Years later, following the attack on the Twin Towers, schoolyard bullies tease Stachel for his dark skin, also his "girl's name," taunting him as "Ari'el, the little mermaid."
When classmates and their parents encounter Stachel's father, a thick-bearded Yemenite, they distance themselves and whisper "Bin Laden." It's confounding that young Stachel never tells his tormentors that his father is Jewish—a major gap in his script.

Soon enough, Stachel starts to avoid being seen with his father in public, while simultaneously filling a reservoir of shame over his behavior. That persistent inner voice, apparently impervious to treatment, switches its threats from cataclysmic lava to terrorist attacks.

In several tour de force comic scenes that make the most of his elastic face and expressive voice, Stachel presents the alternate personae he took on as he transferred between schools and social scenes.
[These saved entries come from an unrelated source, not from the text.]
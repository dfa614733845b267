// SPDX-License-Identifier: Apache-2.0

/// Error type for Scanner operations.
#[derive(Debug, PartialEq)]
pub enum Error {
    /// `push_back` was called without a preceding `advance`, or twice in a row.
    NothingToPushBack,
}

/// A one-character-lookahead cursor over buffered input.
///
/// Keeps the byte offset used for slicing separately from the character
/// position reported in diagnostics. A single push-back slot remembers the
/// width of the most recently advanced character.
#[derive(Debug)]
pub struct Scanner<'a> {
    input: &'a str,
    offset: usize,
    position: usize,
    last_width: Option<usize>,
}

/// JSON whitespace: space, tab, newline and carriage return.
pub fn is_whitespace(ch: char) -> bool {
    matches!(ch, ' ' | '\t' | '\n' | '\r')
}

impl<'a> Scanner<'a> {
    /// Creates a new Scanner positioned at the start of `input`.
    pub fn new(input: &'a str) -> Self {
        Self {
            input,
            offset: 0,
            position: 0,
            last_width: None,
        }
    }

    /// Number of characters consumed so far.
    pub fn position(&self) -> usize {
        self.position
    }

    pub fn is_at_end(&self) -> bool {
        self.offset >= self.input.len()
    }

    /// Returns the next character without consuming it.
    pub fn peek(&self) -> Option<char> {
        self.input.get(self.offset..)?.chars().next()
    }

    /// Consumes and returns the next character.
    pub fn advance(&mut self) -> Option<char> {
        let ch = self.peek()?;
        self.offset += ch.len_utf8();
        self.position += 1;
        self.last_width = Some(ch.len_utf8());
        Some(ch)
    }

    /// Un-reads the character returned by the last `advance`.
    pub fn push_back(&mut self) -> Result<(), Error> {
        let width = self.last_width.take().ok_or(Error::NothingToPushBack)?;
        self.offset -= width;
        self.position -= 1;
        Ok(())
    }

    /// Consumes whitespace and returns the following character, which is
    /// left unconsumed.
    pub fn skip_whitespace(&mut self) -> Option<char> {
        while let Some(ch) = self.peek() {
            if !is_whitespace(ch) {
                return Some(ch);
            }
            self.advance();
        }
        None
    }
}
He tries on the guise of a white Orinda skater boy, then slips into a hoop-shooting Black crowd.

Eventually he lands at the Oakland School for the Arts, where acting gives him both much-needed focus and what, in retrospect, feels like a rationale to avoid addressing a painfully unstable sense of self.

That instability is complex and multi-layered. It didn't start with the Stachel's secondary school code-switching, but with the emotional and biochemical challenges he faced as a small child. And, as "Out of Character" goes on to make clear, it isn't healed through his successes in drama school and a still-young acting career.

Stachel's self-analysis is clearly a work in progress. Consequentially, so is "Out of Character." For Stachel's terrific performance and frank, funny writing, this is a show I recommend seeing in its current run. But I hope it's not polished and remounted. The rest of the work should be done off stage.